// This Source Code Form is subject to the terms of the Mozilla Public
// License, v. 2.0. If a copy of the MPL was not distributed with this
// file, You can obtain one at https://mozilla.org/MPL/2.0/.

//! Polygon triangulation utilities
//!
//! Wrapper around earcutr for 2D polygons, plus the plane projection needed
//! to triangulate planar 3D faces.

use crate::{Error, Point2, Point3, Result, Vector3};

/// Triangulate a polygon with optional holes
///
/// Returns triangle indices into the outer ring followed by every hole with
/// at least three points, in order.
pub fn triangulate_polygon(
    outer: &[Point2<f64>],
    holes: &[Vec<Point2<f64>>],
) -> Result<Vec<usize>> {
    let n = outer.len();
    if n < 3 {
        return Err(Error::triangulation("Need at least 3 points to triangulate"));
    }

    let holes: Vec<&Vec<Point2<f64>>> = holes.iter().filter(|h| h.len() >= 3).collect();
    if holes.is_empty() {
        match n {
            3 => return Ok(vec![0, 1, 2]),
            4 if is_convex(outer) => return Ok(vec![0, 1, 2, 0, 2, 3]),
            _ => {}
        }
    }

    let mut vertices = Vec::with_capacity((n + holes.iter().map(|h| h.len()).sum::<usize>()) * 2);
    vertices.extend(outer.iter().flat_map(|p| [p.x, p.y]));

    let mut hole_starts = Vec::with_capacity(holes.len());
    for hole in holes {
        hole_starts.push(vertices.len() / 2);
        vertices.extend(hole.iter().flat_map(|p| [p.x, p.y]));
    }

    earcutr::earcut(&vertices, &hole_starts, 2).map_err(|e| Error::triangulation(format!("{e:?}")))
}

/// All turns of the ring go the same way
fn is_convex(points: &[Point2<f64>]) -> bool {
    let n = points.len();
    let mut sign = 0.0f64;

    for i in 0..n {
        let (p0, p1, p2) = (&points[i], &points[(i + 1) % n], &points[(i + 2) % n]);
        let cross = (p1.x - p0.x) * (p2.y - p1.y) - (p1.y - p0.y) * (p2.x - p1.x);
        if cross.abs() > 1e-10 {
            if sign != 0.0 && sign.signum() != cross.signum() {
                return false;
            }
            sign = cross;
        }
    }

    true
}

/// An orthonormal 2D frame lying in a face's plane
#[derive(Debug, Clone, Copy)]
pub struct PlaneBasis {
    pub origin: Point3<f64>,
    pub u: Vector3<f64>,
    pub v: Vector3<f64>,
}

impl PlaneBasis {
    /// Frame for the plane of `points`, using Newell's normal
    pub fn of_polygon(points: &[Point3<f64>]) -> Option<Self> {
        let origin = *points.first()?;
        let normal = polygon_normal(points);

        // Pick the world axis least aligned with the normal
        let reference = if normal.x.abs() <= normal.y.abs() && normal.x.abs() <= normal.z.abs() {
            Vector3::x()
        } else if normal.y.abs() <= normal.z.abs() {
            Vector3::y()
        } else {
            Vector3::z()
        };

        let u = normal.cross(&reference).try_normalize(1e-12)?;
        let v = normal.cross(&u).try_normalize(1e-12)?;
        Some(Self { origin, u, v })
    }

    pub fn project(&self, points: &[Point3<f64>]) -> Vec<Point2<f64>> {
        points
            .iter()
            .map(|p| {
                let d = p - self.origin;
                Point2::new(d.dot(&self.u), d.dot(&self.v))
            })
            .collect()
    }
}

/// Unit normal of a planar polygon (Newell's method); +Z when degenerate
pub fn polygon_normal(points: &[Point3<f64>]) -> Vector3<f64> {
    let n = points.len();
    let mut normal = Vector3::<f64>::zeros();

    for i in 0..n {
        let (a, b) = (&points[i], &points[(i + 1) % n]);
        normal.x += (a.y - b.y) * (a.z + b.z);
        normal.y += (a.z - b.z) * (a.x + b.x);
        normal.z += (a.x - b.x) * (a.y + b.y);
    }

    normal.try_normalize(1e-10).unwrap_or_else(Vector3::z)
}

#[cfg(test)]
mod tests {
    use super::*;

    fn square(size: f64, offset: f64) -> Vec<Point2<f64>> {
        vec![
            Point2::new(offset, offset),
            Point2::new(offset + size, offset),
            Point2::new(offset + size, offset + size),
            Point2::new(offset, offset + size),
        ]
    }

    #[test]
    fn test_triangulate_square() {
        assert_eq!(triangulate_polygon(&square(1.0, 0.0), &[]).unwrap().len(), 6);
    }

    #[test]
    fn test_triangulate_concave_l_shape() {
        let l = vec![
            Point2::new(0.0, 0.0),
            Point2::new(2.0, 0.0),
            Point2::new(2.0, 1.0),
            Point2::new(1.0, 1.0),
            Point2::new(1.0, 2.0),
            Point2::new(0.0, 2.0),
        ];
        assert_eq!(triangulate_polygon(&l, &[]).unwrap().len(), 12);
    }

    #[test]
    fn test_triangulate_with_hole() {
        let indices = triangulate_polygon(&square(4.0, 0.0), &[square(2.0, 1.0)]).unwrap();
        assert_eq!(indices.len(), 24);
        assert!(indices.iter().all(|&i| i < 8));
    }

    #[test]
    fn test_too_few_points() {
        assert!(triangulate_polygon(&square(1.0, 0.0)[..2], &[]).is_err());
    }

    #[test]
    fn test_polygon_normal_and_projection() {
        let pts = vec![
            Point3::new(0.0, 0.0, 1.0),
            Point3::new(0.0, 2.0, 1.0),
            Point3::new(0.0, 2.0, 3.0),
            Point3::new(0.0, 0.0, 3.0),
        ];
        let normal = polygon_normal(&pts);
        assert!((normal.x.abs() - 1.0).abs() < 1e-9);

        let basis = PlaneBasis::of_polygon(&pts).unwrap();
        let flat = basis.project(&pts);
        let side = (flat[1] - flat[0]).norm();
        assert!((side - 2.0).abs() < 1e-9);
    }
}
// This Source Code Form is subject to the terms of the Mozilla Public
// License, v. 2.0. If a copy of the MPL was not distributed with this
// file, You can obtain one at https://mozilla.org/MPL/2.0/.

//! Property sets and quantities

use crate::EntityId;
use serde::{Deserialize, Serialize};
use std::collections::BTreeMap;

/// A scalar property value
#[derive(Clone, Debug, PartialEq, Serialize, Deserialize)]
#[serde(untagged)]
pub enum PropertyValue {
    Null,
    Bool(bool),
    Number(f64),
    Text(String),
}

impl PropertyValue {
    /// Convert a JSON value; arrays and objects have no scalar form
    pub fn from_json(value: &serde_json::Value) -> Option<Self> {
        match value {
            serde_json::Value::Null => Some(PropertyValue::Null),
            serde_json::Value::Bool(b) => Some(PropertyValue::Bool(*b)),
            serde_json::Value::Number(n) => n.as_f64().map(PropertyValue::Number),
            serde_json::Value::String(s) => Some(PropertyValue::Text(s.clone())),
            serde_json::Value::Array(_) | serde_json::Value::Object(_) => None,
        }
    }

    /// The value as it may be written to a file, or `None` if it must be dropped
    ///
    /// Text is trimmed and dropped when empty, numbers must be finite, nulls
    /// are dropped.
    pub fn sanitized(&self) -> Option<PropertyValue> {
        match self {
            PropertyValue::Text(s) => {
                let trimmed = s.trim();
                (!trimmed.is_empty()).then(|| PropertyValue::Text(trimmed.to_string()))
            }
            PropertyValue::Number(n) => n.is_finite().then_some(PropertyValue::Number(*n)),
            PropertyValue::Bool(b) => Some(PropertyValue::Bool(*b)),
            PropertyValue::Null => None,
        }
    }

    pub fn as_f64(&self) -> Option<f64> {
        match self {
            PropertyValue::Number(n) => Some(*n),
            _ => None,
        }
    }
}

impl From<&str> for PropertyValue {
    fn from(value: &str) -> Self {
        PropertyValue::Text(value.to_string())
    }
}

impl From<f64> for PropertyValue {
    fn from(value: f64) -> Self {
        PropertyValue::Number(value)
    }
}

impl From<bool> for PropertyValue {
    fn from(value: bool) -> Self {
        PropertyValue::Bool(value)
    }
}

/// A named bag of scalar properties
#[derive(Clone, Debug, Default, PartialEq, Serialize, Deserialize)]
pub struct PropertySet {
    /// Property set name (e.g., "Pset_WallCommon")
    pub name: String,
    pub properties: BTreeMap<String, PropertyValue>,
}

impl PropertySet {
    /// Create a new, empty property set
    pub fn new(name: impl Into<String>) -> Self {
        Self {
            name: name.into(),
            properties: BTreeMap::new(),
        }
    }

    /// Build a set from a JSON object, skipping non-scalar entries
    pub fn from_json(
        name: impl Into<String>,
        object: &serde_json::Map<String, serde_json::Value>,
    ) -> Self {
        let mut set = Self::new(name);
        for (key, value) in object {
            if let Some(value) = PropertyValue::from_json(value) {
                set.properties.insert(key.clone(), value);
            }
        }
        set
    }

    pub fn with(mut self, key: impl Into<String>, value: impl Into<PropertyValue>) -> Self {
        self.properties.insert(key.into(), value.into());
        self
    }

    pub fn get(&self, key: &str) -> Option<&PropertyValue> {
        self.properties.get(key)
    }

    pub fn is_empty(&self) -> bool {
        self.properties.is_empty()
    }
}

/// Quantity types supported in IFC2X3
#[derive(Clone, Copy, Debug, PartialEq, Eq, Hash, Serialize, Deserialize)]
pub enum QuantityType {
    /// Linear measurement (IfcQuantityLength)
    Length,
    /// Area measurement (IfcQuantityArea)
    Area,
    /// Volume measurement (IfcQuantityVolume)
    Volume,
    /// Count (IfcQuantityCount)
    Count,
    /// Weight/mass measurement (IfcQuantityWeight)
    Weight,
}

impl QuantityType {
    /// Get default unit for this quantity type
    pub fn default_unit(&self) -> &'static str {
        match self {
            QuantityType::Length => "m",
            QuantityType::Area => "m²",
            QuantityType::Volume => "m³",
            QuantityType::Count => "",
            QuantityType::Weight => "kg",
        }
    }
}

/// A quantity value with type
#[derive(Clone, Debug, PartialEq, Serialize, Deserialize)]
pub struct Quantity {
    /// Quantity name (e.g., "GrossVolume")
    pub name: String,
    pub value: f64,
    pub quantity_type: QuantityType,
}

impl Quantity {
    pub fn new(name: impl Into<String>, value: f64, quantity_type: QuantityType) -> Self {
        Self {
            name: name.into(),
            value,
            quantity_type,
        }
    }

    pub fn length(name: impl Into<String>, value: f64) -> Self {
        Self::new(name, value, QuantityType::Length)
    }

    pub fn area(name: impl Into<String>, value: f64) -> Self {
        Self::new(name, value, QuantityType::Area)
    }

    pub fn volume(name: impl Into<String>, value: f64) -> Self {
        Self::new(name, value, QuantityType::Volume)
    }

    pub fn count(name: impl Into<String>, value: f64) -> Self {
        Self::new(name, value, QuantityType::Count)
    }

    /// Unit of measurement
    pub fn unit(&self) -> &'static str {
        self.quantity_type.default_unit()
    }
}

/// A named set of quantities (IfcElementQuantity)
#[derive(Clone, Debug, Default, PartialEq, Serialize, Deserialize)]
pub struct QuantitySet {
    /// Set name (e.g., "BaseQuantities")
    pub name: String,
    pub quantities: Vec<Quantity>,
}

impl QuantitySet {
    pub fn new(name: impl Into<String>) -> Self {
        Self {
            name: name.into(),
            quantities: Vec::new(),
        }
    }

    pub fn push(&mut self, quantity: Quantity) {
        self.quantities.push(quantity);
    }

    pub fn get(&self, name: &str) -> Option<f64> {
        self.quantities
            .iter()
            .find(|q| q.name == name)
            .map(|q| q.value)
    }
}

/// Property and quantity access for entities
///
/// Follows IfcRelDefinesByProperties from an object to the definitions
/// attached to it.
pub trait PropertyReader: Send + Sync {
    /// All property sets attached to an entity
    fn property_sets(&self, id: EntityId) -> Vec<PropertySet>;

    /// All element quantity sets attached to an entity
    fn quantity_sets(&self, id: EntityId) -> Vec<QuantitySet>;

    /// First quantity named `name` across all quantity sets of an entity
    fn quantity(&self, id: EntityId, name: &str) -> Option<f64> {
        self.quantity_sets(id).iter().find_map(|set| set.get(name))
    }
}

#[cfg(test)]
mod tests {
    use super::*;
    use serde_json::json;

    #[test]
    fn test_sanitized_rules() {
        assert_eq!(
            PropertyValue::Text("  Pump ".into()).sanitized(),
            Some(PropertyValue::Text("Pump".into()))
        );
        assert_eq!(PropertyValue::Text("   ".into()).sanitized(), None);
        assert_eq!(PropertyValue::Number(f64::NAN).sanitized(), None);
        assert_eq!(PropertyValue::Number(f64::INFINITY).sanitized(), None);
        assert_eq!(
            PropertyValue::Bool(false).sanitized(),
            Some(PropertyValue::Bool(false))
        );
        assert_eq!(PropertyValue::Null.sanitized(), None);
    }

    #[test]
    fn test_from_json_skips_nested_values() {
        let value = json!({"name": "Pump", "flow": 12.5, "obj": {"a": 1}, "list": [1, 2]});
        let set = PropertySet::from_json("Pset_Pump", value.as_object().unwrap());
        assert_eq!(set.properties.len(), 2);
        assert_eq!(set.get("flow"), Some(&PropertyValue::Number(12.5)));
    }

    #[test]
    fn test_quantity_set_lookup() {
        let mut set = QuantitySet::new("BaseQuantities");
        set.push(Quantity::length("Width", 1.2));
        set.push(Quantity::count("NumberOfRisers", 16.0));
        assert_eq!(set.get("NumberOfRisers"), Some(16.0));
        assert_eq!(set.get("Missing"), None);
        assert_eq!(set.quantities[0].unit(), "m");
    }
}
__________
The first line of the records and every line down to the line with "planar 3D faces." must be quoted exactly; leave out all else.

### [RESULT FOR THIS EXERCISE]
// This Source Code Form is subject to the terms of the Mozilla Public
// License, v. 2.0. If a copy of the MPL was not distributed with this
// file, You can obtain one at https://mozilla.org/MPL/2.0/.

//! Polygon triangulation utilities
//!
//! Wrapper around earcutr for 2D polygons, plus the plane projection needed
//! to triangulate planar 3D faces.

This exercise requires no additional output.